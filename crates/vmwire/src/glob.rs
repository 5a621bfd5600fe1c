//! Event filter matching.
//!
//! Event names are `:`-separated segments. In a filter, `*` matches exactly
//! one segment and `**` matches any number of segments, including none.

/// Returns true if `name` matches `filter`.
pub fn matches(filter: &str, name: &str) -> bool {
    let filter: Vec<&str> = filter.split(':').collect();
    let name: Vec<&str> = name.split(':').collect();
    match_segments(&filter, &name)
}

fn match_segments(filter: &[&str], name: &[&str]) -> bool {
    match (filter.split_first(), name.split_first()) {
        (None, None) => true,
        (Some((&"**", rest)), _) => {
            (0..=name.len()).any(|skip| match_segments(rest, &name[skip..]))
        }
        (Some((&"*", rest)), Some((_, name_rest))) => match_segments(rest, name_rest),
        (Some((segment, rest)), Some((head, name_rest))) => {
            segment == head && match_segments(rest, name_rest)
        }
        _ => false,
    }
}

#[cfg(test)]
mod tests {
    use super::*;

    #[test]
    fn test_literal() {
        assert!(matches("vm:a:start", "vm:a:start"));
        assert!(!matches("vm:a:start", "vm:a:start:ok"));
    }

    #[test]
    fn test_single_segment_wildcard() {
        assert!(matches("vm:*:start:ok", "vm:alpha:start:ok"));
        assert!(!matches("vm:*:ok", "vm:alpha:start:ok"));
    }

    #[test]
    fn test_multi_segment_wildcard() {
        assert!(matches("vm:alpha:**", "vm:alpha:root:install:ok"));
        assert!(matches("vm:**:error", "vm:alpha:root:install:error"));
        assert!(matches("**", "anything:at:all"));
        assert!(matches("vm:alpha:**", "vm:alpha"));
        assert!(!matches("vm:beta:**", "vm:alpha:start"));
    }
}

* * *

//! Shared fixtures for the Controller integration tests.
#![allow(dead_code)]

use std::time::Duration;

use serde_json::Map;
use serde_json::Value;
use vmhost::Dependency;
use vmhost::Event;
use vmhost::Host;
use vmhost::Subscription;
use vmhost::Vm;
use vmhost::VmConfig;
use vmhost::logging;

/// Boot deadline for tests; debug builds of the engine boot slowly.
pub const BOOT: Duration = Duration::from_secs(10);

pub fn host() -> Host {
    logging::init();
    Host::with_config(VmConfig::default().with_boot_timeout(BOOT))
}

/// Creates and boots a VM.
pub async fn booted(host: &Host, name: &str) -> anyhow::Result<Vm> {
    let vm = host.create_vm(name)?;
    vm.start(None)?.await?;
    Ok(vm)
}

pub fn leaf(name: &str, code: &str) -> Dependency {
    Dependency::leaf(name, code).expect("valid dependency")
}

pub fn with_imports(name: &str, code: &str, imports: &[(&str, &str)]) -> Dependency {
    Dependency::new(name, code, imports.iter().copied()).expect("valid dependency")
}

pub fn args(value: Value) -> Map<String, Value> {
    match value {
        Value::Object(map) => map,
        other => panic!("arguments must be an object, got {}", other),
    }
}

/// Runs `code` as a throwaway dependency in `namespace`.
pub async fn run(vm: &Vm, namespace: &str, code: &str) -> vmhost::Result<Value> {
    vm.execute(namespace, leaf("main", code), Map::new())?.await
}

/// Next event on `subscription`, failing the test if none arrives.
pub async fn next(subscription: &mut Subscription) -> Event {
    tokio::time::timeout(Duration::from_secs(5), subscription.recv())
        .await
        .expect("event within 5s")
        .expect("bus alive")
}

Exercise details → Only the lines above from the line containing "segments, including none." through the line containing "fn match_segments(filter: &[&str], name: &[&str])" should be retyped, exactly and with both ends included.

Result →
//! one segment and `**` matches any number of segments, including none.

/// Returns true if `name` matches `filter`.
pub fn matches(filter: &str, name: &str) -> bool {
    let filter: Vec<&str> = filter.split(':').collect();
    let name: Vec<&str> = name.split(':').collect();
    match_segments(&filter, &name)
}

fn match_segments(filter: &[&str], name: &[&str]) -> bool {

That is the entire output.